Agonizing night for Agnew
Injured starter can only watch Mohigans bow
The Dominion Post
CHARLESTON — As Austin Agnew watched his Morgantown High basketball team play South Charleston in the Class AAA state quarterfinals Thursday , every bounce just seemed unlucky to him.
“I was just watching my teammates thinking we usually make those shots, and we just couldn’t catch a break,” he said. “We couldn’t make anything, and I don’t care how good you are, you have to make shots to win a game. They were good shots, they just couldn’t go in.”
The No. 3-seeded Black Eagles mounted a second-half comeback to defeat No. 6 MHS, 48-39, at the Charleston Civic Center. After a solid first half, the Mohigans shot only 20 percent from the field and 10 percent from 3-point range in the second.
MHS ended what could have been a state championship season with a sectional title, a regional title and a 19-7 record.
“It just didn’t work out, it wasn’t our destiny this year,” said Agnew, a former starting forward who suffered a sea- son-ending knee injury 12 games into the season and is still recovering from surgery.

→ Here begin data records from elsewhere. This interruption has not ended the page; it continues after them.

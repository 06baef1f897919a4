//! Error types shared across the voice pipeline

use thiserror::Error;

/// Errors surfaced by the voice pipeline
#[derive(Error, Debug, Clone)]
pub enum Error {
    /// The backend heard audio but understood no speech. Not a failure at
    /// the engine boundary: it surfaces as an empty transcript.
    #[error("no speech recognized")]
    NoSpeech,

    /// Transport/auth failure talking to an STT/TTS backend. Hard error.
    #[error("{backend} service error: {message}")]
    Service { backend: String, message: String },

    /// Enrollment was called with zero samples
    #[error("enrollment requires at least one audio sample")]
    EmptyEnrollment,

    /// Degenerate audio input (empty buffer, zero sample rate, too short)
    #[error("invalid audio: {0}")]
    InvalidAudio(String),

    /// Configuration loading or validation failure
    #[error("configuration error: {0}")]
    Config(String),
}

impl Error {
    /// Build a service error for a named backend
    pub fn service(backend: impl Into<String>, message: impl Into<String>) -> Self {
        Self::Service {
            backend: backend.into(),
            message: message.into(),
        }
    }

    /// Whether this error means "nothing understood" rather than a fault
    pub fn is_no_speech(&self) -> bool {
        matches!(self, Self::NoSpeech)
    }
}

pub type Result<T> = std::result::Result<T, Error>;

#[cfg(test)]
mod tests {
    use super::*;

    #[test]
    fn test_service_display() {
        let err = Error::service("stt", "connection refused");
        assert_eq!(err.to_string(), "stt service error: connection refused");
    }

    #[test]
    fn test_no_speech_classification() {
        assert!(Error::NoSpeech.is_no_speech());
        assert!(!Error::EmptyEnrollment.is_no_speech());
    }
}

Agnew’s injury was just the beginning of a string of unlucky bounces for the Mohigans, after they knocked off top-ranked Martinsburg in January. MHS senior forward and WVU signee Nathan Adrian went down next, with a broken foot. He missed more than a month of the season, leaving MHS to find two new starting forwards, and the Mohigans lost four games during that adjustment period.

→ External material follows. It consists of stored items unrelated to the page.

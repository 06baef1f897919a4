//! Stored voice profile for an enrolled speaker

use chrono::{DateTime, Utc};
use serde::{Deserialize, Serialize};

/// An enrolled speaker's voiceprint
///
/// Owned exclusively by [`crate::VoiceBiometrics`]: created on enrollment
/// and blended in place by profile updates, never replaced wholesale.
/// `features` is always unit-normalized.
#[derive(Debug, Clone, Serialize, Deserialize)]
pub struct VoiceProfile {
    /// Unique user id
    pub user_id: String,
    /// Unit-normalized embedding
    pub features: Vec<f32>,
    /// Number of samples blended into this profile (>= 1)
    pub sample_count: usize,
    /// Similarity required for verification against this profile
    pub confidence_threshold: f32,
    /// When the profile was enrolled
    pub created_at: DateTime<Utc>,
    /// When the profile was last blended with a new sample
    pub last_updated_at: DateTime<Utc>,
}

impl VoiceProfile {
    pub fn new(
        user_id: impl Into<String>,
        features: Vec<f32>,
        sample_count: usize,
        confidence_threshold: f32,
    ) -> Self {
        let now = Utc::now();
        Self {
            user_id: user_id.into(),
            features,
            sample_count,
            confidence_threshold,
            created_at: now,
            last_updated_at: now,
        }
    }
}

“It was hard for the team and it was hard for me,” Agnew said. “I love playing basketball and I couldn’t fathom sitting out my senior year, but it happened, and you can’t sit around and mope.”
Seniors Dean Marshall and Nicolas Colasante stepped into the leadership role, and Shawn Carden, Scott Core, C.J. King and Steven Solomon saw increased playing time and improvement.
“All those guys stepped up their games and that’s good, because they are going to have to next year,” MHS head coach Tom Yester said.
“It was a great learning experience for the young guys when me and Nathan went out,” Agnew agreed. “Our teammates had to step up, and they did.”
Then, just one game after Adrian returned in the sectional final, backup point guard Solomon broke his foot.
And so, with two missing players and an Adrian who had played six quarters of basketball since January, the Mohigans won when it counted to get to Charleston for the state tournament.
“It felt amazing. I was just happy we were going to states,” Agnew said. “And I thought with Nathan back and people who developed and can play now, we could still win it all. But we just fell short in the tournament.”
The Mohigans’ shooting woes were just too much to overcome Thursday, despite 17 points, 17 rebounds and four blocks from Adrian in the effort.
“They proved that they can compete,” Yester said of his team. “We were able to split with Martinsburg this year — no one else has. We beat Parkersburg South twice, we beat Washington, and we competed well [Thursday] night, and it speaks to what they can do and have done. Everything has to be just right for the tournament and it wasn’t quite right.”
Adrian, Agnew, Marshall, Colasante, Mark Johnson and Daniel Eby ended their careers at MHS. Adrian will play at WVU next season, Agnew has a scholarship offer from Potomac State and Marshall plans to play basketball in college, as well.
During the group’s career, MHS won two sectional titles (2011, ’13) and two North Central Athletic Conference titles (2010, ’11), and made three state tournament appearances (2010, ’11, ’13).
“You can’t beat this group of seniors,” Ye s t e r said. “These six kids have such high quality character. If you don’t win a state championship, it never ends the way you wanted it to, but big picture, these are good kids, good effort, and great highlights for their careers and they did get here — only eight teams do that.”